Compared to centralized networks, decentralized trading networks are inherently “inert” in terms of performance. In a centralized network configuration, the core nodes have maximum authentication and unified rights, and the entire network marches at the same pace, autocratically but efficiently. The latest throughput figure for Ether is 25 TPS, while the centralized Visa is about 1500 TPS, and this is where such a significant gap comes from.
In a decentralized network, countless nodes with the same authority but in different time logics need to be transformed into the same “time zone” before they can reach a final agreeable conclusion, which naturally consumes more energy. As the number of nodes grows, congestion occurs.
Solana’s unique Proof of Work History (PoH) is the solution.

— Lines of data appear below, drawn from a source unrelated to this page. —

//! File-based storage implementation for native platforms.

use super::{Storage, StorageError, StorageResult};
use crate::library::LibraryState;
use crate::project::ProjectData;
use std::fs;
use std::path::{Path, PathBuf};

/// File name of the furniture library, kept beside the projects folder.
const LIBRARY_FILE: &str = "library.json";

/// File-based storage for native platforms.
///
/// Projects are JSON files in `<base>/projects/`; the furniture library
/// lives in `<base>/library.json`.
pub struct FileStorage {
    /// Base directory for storage.
    base_path: PathBuf,
}

impl FileStorage {
    /// Create a new file storage with the given base directory.
    ///
    /// Creates the directories if they don't exist.
    pub fn new(base_path: PathBuf) -> StorageResult<Self> {
        let storage = Self { base_path };
        let projects = storage.projects_dir();
        if !projects.exists() {
            fs::create_dir_all(&projects).map_err(|e| {
                StorageError::Io(format!("Failed to create storage directory: {}", e))
            })?;
        }
        Ok(storage)
    }

    /// Create file storage in the default location.
    ///
    /// On Linux: `~/.local/share/planscale/`
    /// On Windows: `%LOCALAPPDATA%\planscale\`
    pub fn default_location() -> StorageResult<Self> {
        let base = dirs::data_local_dir()
            .or_else(dirs::home_dir)
            .ok_or_else(|| StorageError::Io("Could not determine home directory".to_string()))?;

        Self::new(base.join("planscale"))
    }

    fn projects_dir(&self) -> PathBuf {
        self.base_path.join("projects")
    }

    /// Get the file path for a project ID.
    fn project_path(&self, id: &str) -> PathBuf {
        // Sanitize ID to be safe for filenames
        let safe_id: String = id
            .chars()
            .map(|c| if c.is_alphanumeric() || c == '-' || c == '_' { c } else { '_' })
            .collect();
        self.projects_dir().join(format!("{}.json", safe_id))
    }

    fn library_path(&self) -> PathBuf {
        self.base_path.join(LIBRARY_FILE)
    }

    /// Get the base path.
    pub fn base_path(&self) -> &Path {
        &self.base_path
    }
}

fn read(path: &Path) -> StorageResult<String> {
    fs::read_to_string(path)
        .map_err(|e| StorageError::Io(format!("Failed to read {}: {}", path.display(), e)))
}

fn write(path: &Path, contents: &str) -> StorageResult<()> {
    fs::write(path, contents)
        .map_err(|e| StorageError::Io(format!("Failed to write {}: {}", path.display(), e)))
}

impl Storage for FileStorage {
    fn save(&self, id: &str, project: &ProjectData) -> StorageResult<()> {
        let json = project
            .to_json()
            .map_err(|e| StorageError::Serialization(e.to_string()))?;
        write(&self.project_path(id), &json)?;
        log::debug!("Saved project {}", id);
        Ok(())
    }

    fn load(&self, id: &str) -> StorageResult<ProjectData> {
        let path = self.project_path(id);
        if !path.exists() {
            return Err(StorageError::NotFound(id.to_string()));
        }

        let json = read(&path)?;
        ProjectData::from_json(&json).map_err(|e| {
            StorageError::Serialization(format!("Failed to parse {}: {}", path.display(), e))
        })
    }

    fn delete(&self, id: &str) -> StorageResult<()> {
        let path = self.project_path(id);
        if path.exists() {
            fs::remove_file(&path).map_err(|e| {
                StorageError::Io(format!("Failed to delete {}: {}", path.display(), e))
            })?;
        }
        Ok(())
    }

    fn list(&self) -> StorageResult<Vec<String>> {
        let dir = self.projects_dir();
        if !dir.exists() {
            return Ok(vec![]);
        }

        let entries = fs::read_dir(&dir)
            .map_err(|e| StorageError::Io(format!("Failed to read directory: {}", e)))?;

        let mut ids = Vec::new();
        for entry in entries.flatten() {
            let path = entry.path();
            if path.extension().is_some_and(|e| e == "json") {
                if let Some(name) = path.file_stem().and_then(|n| n.to_str()) {
                    ids.push(name.to_string());
                }
            }
        }
        Ok(ids)
    }

    fn exists(&self, id: &str) -> StorageResult<bool> {
        Ok(self.project_path(id).exists())
    }

    fn save_library(&self, state: &LibraryState) -> StorageResult<()> {
        let json = serde_json::to_string_pretty(state)
            .map_err(|e| StorageError::Serialization(e.to_string()))?;
        write(&self.library_path(), &json)
    }

    fn load_library(&self) -> StorageResult<Option<LibraryState>> {
        let path = self.library_path();
        if !path.exists() {
            return Ok(None);
        }
        let json = read(&path)?;
        serde_json::from_str(&json).map(Some).map_err(|e| {
            StorageError::Serialization(format!("Failed to parse {}: {}", path.display(), e))
        })
    }
}
//! Entity definitions for a calibrated plan.

mod annotation;
mod furniture;
mod line;
mod polygon;

pub use annotation::Annotation;
pub use furniture::FurnitureItem;
pub use line::MeasureLine;
pub use polygon::AreaPolygon;

use serde::{Deserialize, Serialize};
use uuid::Uuid;

/// Unique identifier for entities and templates.
///
/// Ids are opaque strings: freshly created entities get a UUID, loaded
/// projects keep whatever ids they were saved with.
pub type EntityId = String;

/// Generate a fresh entity id.
pub fn new_entity_id() -> EntityId {
    Uuid::new_v4().to_string()
}

/// The four kinds of entity a plan holds.
#[derive(Debug, Clone, Copy, PartialEq, Eq, Hash, Serialize, Deserialize)]
pub enum EntityKind {
    Line,
    Polygon,
    Furniture,
    Annotation,
}

/// Identity, name and color shared by every entity kind.
///
/// This is what lets a single UI control rename, recolor or delete an
/// entity without knowing its kind.
pub trait EntityTrait {
    /// Get the unique identifier.
    fn id(&self) -> &str;

    /// Which collection the entity lives in.
    fn kind(&self) -> EntityKind;

    /// Display name. Annotations use their text.
    fn name(&self) -> &str;

    fn set_name(&mut self, name: String);

    /// Primary color as a CSS-style string (e.g. `#ef4444`).
    fn color(&self) -> &str;

    fn set_color(&mut self, color: String);
}

/// Tagged union over all entity kinds.
#[derive(Debug, Clone, PartialEq, Serialize, Deserialize)]
pub enum Entity {
    Line(MeasureLine),
    Polygon(AreaPolygon),
    Furniture(FurnitureItem),
    Annotation(Annotation),
}

impl Entity {
    pub fn as_trait(&self) -> &dyn EntityTrait {
        match self {
            Entity::Line(e) => e,
            Entity::Polygon(e) => e,
            Entity::Furniture(e) => e,
            Entity::Annotation(e) => e,
        }
    }

    pub fn as_trait_mut(&mut self) -> &mut dyn EntityTrait {
        match self {
            Entity::Line(e) => e,
            Entity::Polygon(e) => e,
            Entity::Furniture(e) => e,
            Entity::Annotation(e) => e,
        }
    }

    pub fn id(&self) -> &str {
        self.as_trait().id()
    }

    pub fn kind(&self) -> EntityKind {
        self.as_trait().kind()
    }
}

impl From<MeasureLine> for Entity {
    fn from(line: MeasureLine) -> Self {
        Entity::Line(line)
    }
}

impl From<AreaPolygon> for Entity {
    fn from(polygon: AreaPolygon) -> Self {
        Entity::Polygon(polygon)
    }
}

impl From<FurnitureItem> for Entity {
    fn from(item: FurnitureItem) -> Self {
        Entity::Furniture(item)
    }
}

impl From<Annotation> for Entity {
    fn from(annotation: Annotation) -> Self {
        Entity::Annotation(annotation)
    }
}

/// Format a real-world quantity the way the measurement list shows it.
pub fn format_quantity(value: f64, unit: &str) -> String {
    format!("{:.2} {}", value, unit)
}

Solana’s PoH finds a verifiable, shared time, and SHA 256, Solana’s Verifiable Delay Function, is irreversible and can only be computed in one direction.
In PoH, the last output is used as the current input to SHA256, and the data to be written in is appended to the input, and so on, periodically recording each SHA 256 output and count, and the verification node gets the required time interval by verifying and repeating this computation process. Regardless of the local time generated by transmissions and changes, they are unified in SHA 256.
Solana’s average block out time is compressed to 400 milliseconds, with high speed without Layer2 and negligible fees.
With a new mindset of PoH, Solana creates a cryptographically secure and authentication-free time source.
With simple logic and a high degree of unification through decentralization, Solana reduces messaging consumption and optimizes the entire network as a whole, making it possible to surpass the performance of today’s best centralized systems.
Base Station Byzantine Fault Tolerance (Tower BFT)
While freeing up processing time from the underlying logic, Solana’s second innovation aims to leverage historical proof to significantly increase the throughput of transactions that the network can handle.
This is the base station Byzantine Fault Tolerance (Tower BFT) algorithm.
Being resistant to Byzantine failures and improving fault tolerance in practice is something that all public chains are thinking about. Benefiting from working history proofs, each Solana node can know both the elapsed time and the chronological order of events that occurred on the network. This makes the proof of history a “clock” before consensus is reached in the application, so that even if a broken node does not complete its “communication”, the transaction will still proceed according to consensus.
The following scenario occurs in operation.
Nodes with proof-of-history registers will achieve the same computation without communicating with each other.
Each hash of the PoH identifies a unique version (branch) of the register.
During the verification process, a vote is valid if there is a hash in the registry that the node has voted on.
This allows Tower BFT to guarantee that each verifier’s vote becomes valid by choosing a locking system, where there is a locking period (locking – measured in 400 ms time slots) before the result of the vote, during which the verifier also agrees to vote only on the fork of the fork he voted on, with a strong penalty mechanism of “cutting a portion of the verifier’s shares for non-compliance”.
In addition, Solana’s Tower BFT encourages verifiers to vote for legitimate blockchain forks, and with the rollback, reward and punishment mechanism makes it a unique asynchronous consensus algorithm.
Solana prefers vividness over consistency.
Because of Tower BFT, once the majority of nodes vote for a historical proof hash, the hash is “normalized” and cannot be restored to its previous state. At the same time, the asynchronous voting of nodes supports more derivations.
A simpler asynchronous consensus algorithm driven by an original proof-of-work history allows Solana to achieve record blockchain throughput.